* _Material for the task_

☆ ☆ ☆

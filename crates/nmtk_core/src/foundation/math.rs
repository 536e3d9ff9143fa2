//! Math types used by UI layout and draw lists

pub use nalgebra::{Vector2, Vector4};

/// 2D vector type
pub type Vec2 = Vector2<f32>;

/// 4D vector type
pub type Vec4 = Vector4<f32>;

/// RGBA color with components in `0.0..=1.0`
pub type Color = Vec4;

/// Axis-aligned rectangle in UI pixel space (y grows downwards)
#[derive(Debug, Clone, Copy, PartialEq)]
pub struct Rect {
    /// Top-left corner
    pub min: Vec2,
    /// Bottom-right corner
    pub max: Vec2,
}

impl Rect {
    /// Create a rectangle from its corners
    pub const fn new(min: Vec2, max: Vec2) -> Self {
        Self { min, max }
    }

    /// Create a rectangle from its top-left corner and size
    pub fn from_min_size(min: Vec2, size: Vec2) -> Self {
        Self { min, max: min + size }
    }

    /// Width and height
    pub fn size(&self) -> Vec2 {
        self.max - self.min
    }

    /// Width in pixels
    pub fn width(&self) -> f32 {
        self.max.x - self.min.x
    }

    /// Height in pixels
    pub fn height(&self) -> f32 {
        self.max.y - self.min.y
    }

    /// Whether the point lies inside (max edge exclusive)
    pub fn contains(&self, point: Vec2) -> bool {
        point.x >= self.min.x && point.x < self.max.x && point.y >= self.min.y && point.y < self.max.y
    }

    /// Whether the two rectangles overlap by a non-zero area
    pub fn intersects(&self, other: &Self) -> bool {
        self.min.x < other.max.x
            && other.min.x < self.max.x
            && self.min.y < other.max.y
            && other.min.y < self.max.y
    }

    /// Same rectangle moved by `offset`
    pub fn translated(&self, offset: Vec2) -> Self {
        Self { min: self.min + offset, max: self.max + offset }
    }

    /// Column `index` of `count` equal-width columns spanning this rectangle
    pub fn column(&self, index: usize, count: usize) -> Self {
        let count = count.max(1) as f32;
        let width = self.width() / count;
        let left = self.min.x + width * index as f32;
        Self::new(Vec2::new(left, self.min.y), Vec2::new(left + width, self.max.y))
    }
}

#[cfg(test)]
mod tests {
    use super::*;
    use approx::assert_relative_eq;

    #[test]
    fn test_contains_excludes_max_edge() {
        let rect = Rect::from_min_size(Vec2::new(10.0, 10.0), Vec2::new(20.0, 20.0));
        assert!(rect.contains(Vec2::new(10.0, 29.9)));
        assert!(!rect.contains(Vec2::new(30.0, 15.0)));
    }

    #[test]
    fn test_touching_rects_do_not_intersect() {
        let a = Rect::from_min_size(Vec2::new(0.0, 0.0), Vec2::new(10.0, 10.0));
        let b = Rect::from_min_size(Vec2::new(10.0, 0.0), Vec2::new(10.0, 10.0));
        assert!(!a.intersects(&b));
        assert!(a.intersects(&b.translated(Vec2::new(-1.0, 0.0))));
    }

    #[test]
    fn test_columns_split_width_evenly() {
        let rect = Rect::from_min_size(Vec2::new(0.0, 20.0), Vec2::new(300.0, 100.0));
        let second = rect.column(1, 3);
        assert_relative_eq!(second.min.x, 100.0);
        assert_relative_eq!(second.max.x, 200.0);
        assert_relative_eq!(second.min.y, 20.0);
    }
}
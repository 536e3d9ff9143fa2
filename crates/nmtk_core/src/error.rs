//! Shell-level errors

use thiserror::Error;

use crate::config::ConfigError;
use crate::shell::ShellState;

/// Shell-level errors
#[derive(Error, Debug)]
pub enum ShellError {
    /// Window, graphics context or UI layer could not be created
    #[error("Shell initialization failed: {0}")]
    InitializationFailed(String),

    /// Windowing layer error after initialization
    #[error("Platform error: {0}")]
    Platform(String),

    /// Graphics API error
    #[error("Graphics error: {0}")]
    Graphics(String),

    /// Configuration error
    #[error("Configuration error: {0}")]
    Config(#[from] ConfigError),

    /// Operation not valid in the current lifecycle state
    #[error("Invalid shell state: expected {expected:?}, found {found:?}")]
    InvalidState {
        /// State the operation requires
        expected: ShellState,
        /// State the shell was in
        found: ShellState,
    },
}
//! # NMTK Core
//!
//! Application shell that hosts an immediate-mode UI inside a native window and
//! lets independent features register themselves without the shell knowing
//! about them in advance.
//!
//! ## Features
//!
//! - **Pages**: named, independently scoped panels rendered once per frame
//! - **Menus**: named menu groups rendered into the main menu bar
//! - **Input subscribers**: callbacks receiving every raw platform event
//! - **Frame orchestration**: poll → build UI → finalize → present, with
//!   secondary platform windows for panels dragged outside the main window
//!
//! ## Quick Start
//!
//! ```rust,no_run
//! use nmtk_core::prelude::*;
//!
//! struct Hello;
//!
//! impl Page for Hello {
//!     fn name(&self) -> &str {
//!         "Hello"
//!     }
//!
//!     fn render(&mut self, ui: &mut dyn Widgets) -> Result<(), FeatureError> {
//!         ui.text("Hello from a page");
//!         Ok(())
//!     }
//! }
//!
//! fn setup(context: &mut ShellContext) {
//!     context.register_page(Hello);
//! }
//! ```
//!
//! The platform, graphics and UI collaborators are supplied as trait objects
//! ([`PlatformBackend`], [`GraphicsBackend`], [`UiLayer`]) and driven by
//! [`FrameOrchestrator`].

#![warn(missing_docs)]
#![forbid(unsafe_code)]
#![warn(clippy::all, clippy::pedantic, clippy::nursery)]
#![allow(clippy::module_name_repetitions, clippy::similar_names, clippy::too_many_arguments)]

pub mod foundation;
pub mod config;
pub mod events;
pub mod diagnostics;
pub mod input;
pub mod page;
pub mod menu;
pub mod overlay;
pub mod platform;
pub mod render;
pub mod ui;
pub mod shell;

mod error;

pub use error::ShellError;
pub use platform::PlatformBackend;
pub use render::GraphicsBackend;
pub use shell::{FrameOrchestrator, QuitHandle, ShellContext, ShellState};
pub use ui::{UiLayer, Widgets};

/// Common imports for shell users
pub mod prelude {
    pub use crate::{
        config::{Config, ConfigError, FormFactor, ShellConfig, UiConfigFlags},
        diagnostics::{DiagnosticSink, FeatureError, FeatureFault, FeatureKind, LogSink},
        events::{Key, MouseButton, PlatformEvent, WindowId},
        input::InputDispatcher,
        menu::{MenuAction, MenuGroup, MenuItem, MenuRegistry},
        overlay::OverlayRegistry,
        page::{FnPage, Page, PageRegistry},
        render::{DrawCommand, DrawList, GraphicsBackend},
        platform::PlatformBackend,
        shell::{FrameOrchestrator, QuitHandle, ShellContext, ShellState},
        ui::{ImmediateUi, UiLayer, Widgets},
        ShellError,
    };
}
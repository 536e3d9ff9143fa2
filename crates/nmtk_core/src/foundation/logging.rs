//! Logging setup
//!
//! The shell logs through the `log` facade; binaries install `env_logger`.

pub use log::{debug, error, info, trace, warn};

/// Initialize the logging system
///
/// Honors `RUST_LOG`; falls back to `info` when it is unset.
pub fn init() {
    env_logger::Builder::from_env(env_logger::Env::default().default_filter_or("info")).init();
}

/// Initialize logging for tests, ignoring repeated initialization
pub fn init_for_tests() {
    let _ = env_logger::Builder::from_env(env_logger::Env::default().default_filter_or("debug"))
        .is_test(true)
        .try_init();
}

☆ ☆ ☆

* _What to produce_
Every line in the data above that includes the word "rendered" should be copied.

* _Solution to this task_
//! - **Pages**: named, independently scoped panels rendered once per frame
//! - **Menus**: named menu groups rendered into the main menu bar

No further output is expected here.